|
December 9, 2013
The Snowden disclosures have shown the extent to which the National Security Agency--and its associated including the Australian Signals Directorate (ASD) ---extraordinary surveillance infringes on the privacy of our communications and other vast areas of our lives. It has become readily apparent the extent of their disregard for individual privacy. Their motto seemingly is “If it can be accessed, take it."
Alan Moir
The politicians offer cheap reassurances--- "if you’re doing nothing wrong, you’ve got nothing to worry about”--- whilst refusing to accept wrongdoing. The political class appear determined to conceal the fact that their monitoring extends to the electronic communications of whole populations. The conservative mainstream media appears to have a structural hostility to both any exposure of mass snooping by the state, and to the realisation of a participatory, deliberative or active public.

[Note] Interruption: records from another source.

use std::sync::Arc;

use anyhow::Result;
use teloxide::prelude::*;
use teloxide::types::ChatKind;
use teloxide::utils::command::BotCommands;
use tracing::{error, info, warn};

use crate::commands::{self, Commands, Destination};
use crate::config::Config;

#[derive(BotCommands, Clone, Debug)]
#[command(rename_rule = "lowercase", description = "Form responses bot commands:")]
pub enum Command {
    #[command(description = "greeting and setup hints")]
    Start,
    #[command(description = "how to use the bot")]
    Help,
    #[command(description = "bind a form: /connect <form url or id> [destination chat id]")]
    Connect(String),
    #[command(description = "unbind a form: /delete <form url or id>")]
    Delete(String),
    #[command(description = "unbind every form of this chat")]
    Reset,
    #[command(description = "list bound forms")]
    List,
}

/// Shared application state
pub struct AppState {
    pub config: Config,
    pub commands: Commands,
}

impl AppState {
    pub fn new(config: Config, commands: Commands) -> Self {
        Self { config, commands }
    }
}

const HELP_TEXT: &str = "1. Add the bot to a group and make sure the form is shared with its Google account.\n\n\
     2. In the group, send /connect <form url> (the link ending in /edit).\n\
     From a private chat, send /connect <form url> <group chat id> instead; you must be a member of that group.\n\n\
     3. New responses will be posted to the group. Use /list, /delete and /reset to manage bindings.";

/// Start the Telegram bot
pub async fn run(state: Arc<AppState>, bot: Bot) -> Result<()> {
    info!("Starting Telegram bot...");

    if let Err(e) = bot.set_my_commands(Command::bot_commands()).await {
        warn!("Failed to register bot commands: {}", e);
    }

    let allowed = Arc::clone(&state);
    let handler = Update::filter_message()
        .filter_map(move |msg: Message| {
            let user = msg.from.as_ref()?;
            if allowed.config.is_user_allowed(user.id.0) {
                Some(msg)
            } else {
                None
            }
        })
        .filter_command::<Command>()
        .endpoint(handle_command);

    Dispatcher::builder(bot, handler)
        .dependencies(dptree::deps![state])
        .default_handler(|upd| async move {
            warn!("Unhandled update: {:?}", upd.id);
        })
        .error_handler(LoggingErrorHandler::with_custom_text("bot"))
        .enable_ctrlc_handler()
        .build()
        .dispatch()
        .await;

    Ok(())
}

fn is_group(msg: &Message) -> bool {
    !matches!(msg.chat.kind, ChatKind::Private(_))
}

async fn handle_command(
    bot: Bot,
    msg: Message,
    cmd: Command,
    state: Arc<AppState>,
) -> ResponseResult<()> {
    let chat_id = msg.chat.id.0;
    info!("Command from chat {}: {:?}", chat_id, cmd);

    let reply = match cmd {
        Command::Start => {
            if is_group(&msg) {
                "Hi! Send the form link as /connect <url> (the link should end with /edit).".to_string()
            } else {
                "Hi! I forward Google Forms responses to Telegram chats. \
                 Add me to a group and send /connect there, or see /help."
                    .to_string()
            }
        }
        Command::Help => HELP_TEXT.to_string(),
        Command::Connect(args) => connect(&bot, &msg, &state, &args).await?,
        Command::Delete(args) => match commands::parse_delete_args(&args) {
            Err(usage) => usage.to_string(),
            Ok(form_id) => match state.commands.unbind(chat_id, &form_id).await {
                Ok(outcome) => commands::describe_unbind(&form_id, &outcome),
                Err(e) => internal_error(&e),
            },
        },
        Command::Reset => match state.commands.reset(chat_id).await {
            Ok(0) => commands::NOTHING_BOUND.to_string(),
            Ok(n) => format!("Removed {} form binding(s).", n),
            Err(e) => internal_error(&e),
        },
        Command::List => match state.commands.list(chat_id).await {
            Ok(subs) => commands::describe_list(&subs),
            Err(e) => internal_error(&e),
        },
    };

    bot.send_message(msg.chat.id, reply).await?;
    Ok(())
}

async fn connect(
    bot: &Bot,
    msg: &Message,
    state: &AppState,
    args: &str,
) -> ResponseResult<String> {
    let request = match commands::parse_connect_args(args) {
        Ok(request) => request,
        Err(usage) => return Ok(usage.to_string()),
    };

    let destination_id = match request.destination {
        Destination::CurrentChat => {
            if !is_group(msg) {
                return Ok(commands::CONNECT_USAGE.to_string());
            }
            msg.chat.id.0
        }
        Destination::Explicit(dest) => {
            let Some(user) = msg.from.as_ref() else {
                return Ok(commands::CONNECT_USAGE.to_string());
            };
            match bot.get_chat_member(ChatId(dest), user.id).await {
                Ok(member) if member.is_present() => dest,
                Ok(_) => {
                    return Ok(format!("You are not a member of chat {}.", dest));
                }
                Err(e) => {
                    warn!("Membership check in chat {} failed: {}", dest, e);
                    return Ok(format!(
                        "Could not check chat {}. Make sure the bot was added to it.",
                        dest
                    ));
                }
            }
        }
    };

    let reply = match state
        .commands
        .bind(msg.chat.id.0, destination_id, &request.form_id)
        .await
    {
        Ok(outcome) => commands::describe_bind(&request.form_id, destination_id, &outcome),
        Err(e) => internal_error(&e),
    };
    Ok(reply)
}

fn internal_error(e: &anyhow::Error) -> String {
    error!("Command failed: {:#}", e);
    "Something went wrong, please try again later.".to_string()
}
use async_trait::async_trait;
use teloxide::payloads::SendMessageSetters;
use teloxide::prelude::*;
use teloxide::types::ParseMode;
use teloxide::RequestError;
use tracing::debug;

use crate::platform::{DeliveryError, DeliverySink, FormatMode};

/// Telegram rejects messages over 4096 chars; leave headroom.
const MAX_MESSAGE_LEN: usize = 4000;

/// Split long messages for Telegram's 4096 char limit
pub fn split_message(text: &str, max_len: usize) -> Vec<String> {
    if text.len() <= max_len {
        return vec![text.to_string()];
    }

    let mut chunks = Vec::new();
    let mut start = 0;

    while start < text.len() {
        let mut end = (start + max_len).min(text.len());
        // Walk back to a valid UTF-8 char boundary so slicing doesn't panic
        while end > start && !text.is_char_boundary(end) {
            end -= 1;
        }
        let mut actual_end = if end < text.len() {
            text[start..end]
                .rfind('\n')
                .or_else(|| text[start..end].rfind(' '))
                .map(|pos| start + pos + 1)
                .unwrap_or(end)
        } else {
            end
        };
        // Never cut a MarkdownV2 escape away from the char it escapes
        while actual_end < text.len() && actual_end > start + 1 && text[..actual_end].ends_with('\\') {
            actual_end -= 1;
        }

        chunks.push(text[start..actual_end].to_string());
        start = actual_end;
    }

    chunks
}

fn map_error(e: RequestError) -> DeliveryError {
    match e {
        RequestError::Api(api) => DeliveryError::Rejected(api.to_string()),
        other => DeliveryError::Transient(other.to_string()),
    }
}

/// Delivers through the Bot API.
pub struct TelegramSink {
    bot: Bot,
}

impl TelegramSink {
    pub fn new(bot: Bot) -> Self {
        Self { bot }
    }
}

#[async_trait]
impl DeliverySink for TelegramSink {
    async fn send(
        &self,
        destination_id: i64,
        text: &str,
        mode: FormatMode,
    ) -> Result<(), DeliveryError> {
        let chat = ChatId(destination_id);
        for chunk in split_message(text, MAX_MESSAGE_LEN) {
            let request = self.bot.send_message(chat, chunk);
            let request = match mode {
                FormatMode::MarkdownV2 => request.parse_mode(ParseMode::MarkdownV2),
                FormatMode::Plain => request,
            };
            request.await.map_err(map_error)?;
        }
        debug!("Delivered {} chars to chat {}", text.len(), destination_id);
        Ok(())
    }
}
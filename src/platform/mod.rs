pub mod telegram;

use async_trait::async_trait;

/// How the destination should interpret the text.
#[derive(Debug, Clone, Copy, PartialEq, Eq)]
pub enum FormatMode {
    #[allow(dead_code)]
    Plain,
    /// Telegram MarkdownV2; the text must already be escaped.
    MarkdownV2,
}

#[derive(Debug, thiserror::Error)]
pub enum DeliveryError {
    /// The platform refused the message (chat gone, bot removed, bad markup).
    #[error("rejected by platform: {0}")]
    Rejected(String),

    #[error("delivery failed: {0}")]
    Transient(String),
}

/// A place formatted responses can be sent to.
#[async_trait]
pub trait DeliverySink: Send + Sync {
    async fn send(
        &self,
        destination_id: i64,
        text: &str,
        mode: FormatMode,
    ) -> Result<(), DeliveryError>;
}
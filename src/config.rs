use anyhow::{Context, Result};
use serde::Deserialize;
use std::path::{Path, PathBuf};
use std::time::Duration;

#[derive(Debug, Deserialize, Clone)]
pub struct Config {
    pub telegram: TelegramConfig,
    pub google: GoogleConfig,
    #[serde(default = "default_poll_config")]
    pub poll: PollConfig,
    #[serde(default = "default_storage_config")]
    pub storage: StorageConfig,
}

#[derive(Debug, Deserialize, Clone)]
pub struct TelegramConfig {
    pub bot_token: String,
    /// Users allowed to issue commands. Empty means everyone.
    #[serde(default)]
    pub allowed_user_ids: Vec<u64>,
}

#[derive(Debug, Deserialize, Clone)]
pub struct GoogleConfig {
    /// File holding a bearer token. Re-read on every request so an external
    /// refresher can rotate it without restarting the bot.
    #[serde(default)]
    pub access_token_file: Option<PathBuf>,
    #[serde(default)]
    pub access_token: Option<String>,
    #[serde(default = "default_forms_base_url")]
    pub forms_base_url: String,
    #[serde(default = "default_drive_base_url")]
    pub drive_base_url: String,
    #[serde(default = "default_drive_view_base_url")]
    pub drive_view_base_url: String,
    #[serde(default = "default_request_timeout_secs")]
    pub request_timeout_secs: u64,
}

impl GoogleConfig {
    pub fn request_timeout(&self) -> Duration {
        Duration::from_secs(self.request_timeout_secs)
    }
}

#[derive(Debug, Deserialize, Clone)]
pub struct PollConfig {
    #[serde(default = "default_interval_secs")]
    pub interval_secs: u64,
    #[serde(default = "default_heartbeat_cron")]
    pub heartbeat_cron: String,
}

impl PollConfig {
    pub fn interval(&self) -> Duration {
        Duration::from_secs(self.interval_secs)
    }
}

#[derive(Debug, Deserialize, Clone)]
pub struct StorageConfig {
    #[serde(default = "default_db_path")]
    pub database_path: PathBuf,
    /// Flat JSON array of already-sent response ids from older deployments.
    /// Seeds the delivered set of newly bound forms.
    #[serde(default = "default_legacy_sent_ids_path")]
    pub legacy_sent_ids_path: PathBuf,
}

fn default_forms_base_url() -> String {
    "https://forms.googleapis.com/v1".to_string()
}

fn default_drive_base_url() -> String {
    "https://www.googleapis.com/drive/v3".to_string()
}

fn default_drive_view_base_url() -> String {
    "https://drive.google.com/file/d".to_string()
}

fn default_request_timeout_secs() -> u64 {
    20
}

fn default_interval_secs() -> u64 {
    60
}

fn default_heartbeat_cron() -> String {
    "0 0 * * * *".to_string()
}

fn default_db_path() -> PathBuf {
    PathBuf::from("formbot.db")
}

fn default_legacy_sent_ids_path() -> PathBuf {
    PathBuf::from("response_ids.json")
}

fn default_poll_config() -> PollConfig {
    PollConfig {
        interval_secs: default_interval_secs(),
        heartbeat_cron: default_heartbeat_cron(),
    }
}

fn default_storage_config() -> StorageConfig {
    StorageConfig {
        database_path: default_db_path(),
        legacy_sent_ids_path: default_legacy_sent_ids_path(),
    }
}

impl Config {
    pub fn load(path: &Path) -> Result<Self> {
        let content = std::fs::read_to_string(path)
            .with_context(|| format!("Failed to read config file: {}", path.display()))?;
        let config = Self::parse(&content)?;
        config.validate()?;
        Ok(config)
    }

    fn parse(content: &str) -> Result<Self> {
        toml::from_str(content).context("Failed to parse config file")
    }

    fn validate(&self) -> Result<()> {
        if self.telegram.bot_token.trim().is_empty() {
            anyhow::bail!("telegram.bot_token must not be empty");
        }
        if self.poll.interval_secs == 0 {
            anyhow::bail!("poll.interval_secs must be greater than zero");
        }
        if self.google.request_timeout_secs == 0 {
            anyhow::bail!("google.request_timeout_secs must be greater than zero");
        }
        if self.google.access_token_file.is_none() && self.google.access_token.is_none() {
            anyhow::bail!("google.access_token_file or google.access_token must be set");
        }
        Ok(())
    }

    /// Whether a Telegram user may issue commands.
    pub fn is_user_allowed(&self, user_id: u64) -> bool {
        self.telegram.allowed_user_ids.is_empty()
            || self.telegram.allowed_user_ids.contains(&user_id)
    }
}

The quantities of data that are being collected are vast: so vast that there is no way they can be sifted by hand; instead the NSA analysts have to create algorithms that look for data that stands out and fits certain abnormal patterns.This generates the fear of a powerful and far-reaching security state due to the risk of ever-present risk of being placed under surveillance.
The political class say that the government needs a fairly free rein to act as it sees fit to protect the public because the ultimate human right is the right not to be blown up by a terrorist: in other words, accepting state secrecy in the name of security but at the cost of an end to privacy as we have known it.Their reassurance takes the form of parliamentary oversight of state secrecy and the ever-encroaching surveillance powers of the government.
|
That favourite phrase of the yanks... "national security" has been getting quite an airing recently. And nearly everyone gives it a free pass.
“When I use a word,” Humpty Dumpty said, in a rather a scornful tone, “it means just what I choose it to mean—neither more nor less.”
“The question is,” said Alice, “whether you can make words mean so many different things.”
“The question is,” said Humpty Dumpty, “which is to be master that’s all.”
No doubting who are the masters of today's Australia!